Publié le 18 mai 2026 à 08:30

Seize années après la création de cette commission, destinée à l'origine à soulager le juge administratif d'une partie du contentieux des refus de visa, en obligeant le justiciable à la saisir préalablement, quel bilan en tirer ?

Seize années après la création de cette commission, destinée à l'origine à soulager le juge administratif d'une partie du contentieux des refus de visa, en obligeant le justiciable à la saisir préalablement, quel bilan en tirer ?
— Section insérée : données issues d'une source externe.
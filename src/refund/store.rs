//! Seam between the refund processor and the transaction store.
//!
//! The store owns transaction state. The processor only reads snapshots and
//! drives the `completed -> refunding` claim that makes refund attempts
//! at-most-once across concurrent callers.

use crate::refund::error::RefundResult;
use crate::refund::types::Transaction;
use async_trait::async_trait;
use uuid::Uuid;

/// Provider-side references needed to issue the gateway call.
#[derive(Debug, Clone)]
pub struct RefundReferences {
    pub provider_transaction_id: Option<String>,
    pub provider_checkout_id: Option<String>,
}

#[async_trait]
pub trait TransactionStore: Send + Sync {
    /// Fetch a transaction snapshot, or a not-found error.
    async fn find_transaction(&self, transaction_id: Uuid) -> RefundResult<Transaction>;

    /// Fetch the provider references for the gateway call.
    async fn find_refund_references(&self, transaction_id: Uuid)
        -> RefundResult<RefundReferences>;

    /// Conditionally move the transaction from `completed` to `refunding`.
    /// Returns false when the row was not in `completed`, which means
    /// another attempt won the claim (or the transaction already settled
    /// into a terminal state).
    async fn claim_for_refund(&self, transaction_id: Uuid) -> RefundResult<bool>;

    /// Undo a claim after a failure that happened before any money moved.
    async fn release_refund_claim(&self, transaction_id: Uuid) -> RefundResult<()>;
}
Je ne prétendrais pas être objective, certes non. Mais il y a, il me semble, quelques éléments que l'on peut souligner sans paraître -trop- partial. A l'heure où l'Etat cherche par tous moyens à économiser de l'argent, on peut en effet se poser la question de l'intérêt de conserver une commission dont les membres sont rémunérés, qui coûte en frais de fonctionnement... et qui ne fonctionne pas - du moins de ce que l'on peut en percevoir de l'extérieur.

Déjà, la plus grande opacité règne sur son fonctionnement réel. Affirmer qu'il est difficile de savoir ce qui se passe au sein de cette commission est un euphémisme, et pourtant j'ai mes "espions" au sein du vaste bâtiment, qui accueille nombre d'autres travailleurs : - elle siège, en principe, au ministère des Affaires Etrangères 11 rue de la Maison Blanche à Nantes, mais on ne peut la saisir qu'avec une adresse de boîte postale. N'imaginez pas vous présenter au MAE avec votre recours à faire tamponner !
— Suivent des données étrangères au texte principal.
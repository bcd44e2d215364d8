//! Refund eligibility gating.

use crate::refund::types::{
    EligibilityReason, EligibilityResult, RefundSupport, Transaction, TransactionStatus,
};

/// Decide whether a transaction can enter the refund flow. Pure, no side
/// effects; the processor re-checks the store-side status with a conditional
/// update before any money moves.
pub fn check_eligibility(transaction: &Transaction) -> EligibilityResult {
    match transaction.status {
        TransactionStatus::Refunded => {
            return EligibilityResult::blocked(EligibilityReason::AlreadyRefunded)
        }
        TransactionStatus::Completed => {}
        // Pending, Failed and Expired all fall under "not completed".
        _ => return EligibilityResult::blocked(EligibilityReason::NotCompleted),
    }

    match transaction.provider.refund_support() {
        RefundSupport::Supported {
            requires_provider_reference,
        } => {
            if requires_provider_reference && !has_provider_reference(transaction) {
                return EligibilityResult::blocked(EligibilityReason::MissingProviderReference);
            }
            EligibilityResult::ok()
        }
        RefundSupport::NotYetSupported | RefundSupport::Never => {
            EligibilityResult::blocked(EligibilityReason::ProviderNotSupported)
        }
    }
}

fn has_provider_reference(transaction: &Transaction) -> bool {
    transaction
        .provider_transaction_id
        .as_deref()
        .map(|v| !v.trim().is_empty())
        .unwrap_or(false)
}
//! Refund domain: eligibility rules, fee breakdown math and the
//! execution pipeline that drives provider gateways and the ledger.

pub mod breakdown;
pub mod eligibility;
pub mod error;
pub mod processor;
pub mod reconciliation;
pub mod store;
pub mod types;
 On ne sait jamais quand elle se tient, ni qui y vient : les décisions reçues (quand on en reçoit), ne sont qu'un courrier émanant du président qui informe du résultat. N'imaginez pas obtenir un procès-verbal sur lequel figurerait les noms des membres, mentionnerait l'existence d'un débat... Rien. Vous aurez une feuille de présence signée si vous soulevez le moyen devant le TA, et devrez croire sur parole que votre dossier a bien été examiné ce jour-là, puisqu’aucun "rôle" n'existe.

On ne sait pas le nombre de dossiers traités en une séance, ce qui a son importance pour déterminer le temps imparti à l'examen d'un dossier.

Voilà pour la forme.

Et le fond, me demanderez-vous ?

Ah !

Et bien, en 16 années de pratique, j'ai reçu UNE FOIS un avis favorable où la commission a conseillé au ministre de délivrer le visa sollicité.

UN SEUL AVIS, pour des dizaines de saisine.

Comme j'ai un naturel caustique, mais rieur, je me souviens, une fois la stupéfaction passée, avoir littéralement éclaté de rire en lisant cette merveilleuse missive.

Oui, parce que, chers lecteurs, je n'ai pas encore dévoilé le plus beau.

Cette fameuse commission, censée soulager le juge en filtrant les recours, pour faire correctement son travail, doit bien pouvoir dire oui, puisqu'elle peut dire non.

Et bien, que nenni !

La commission est une entité étrange qui sait dire non... mais ne peut pas dire oui. Le "non" est une décision attaquable devant le juge administratif nantais dans le délai classique de 2 mois.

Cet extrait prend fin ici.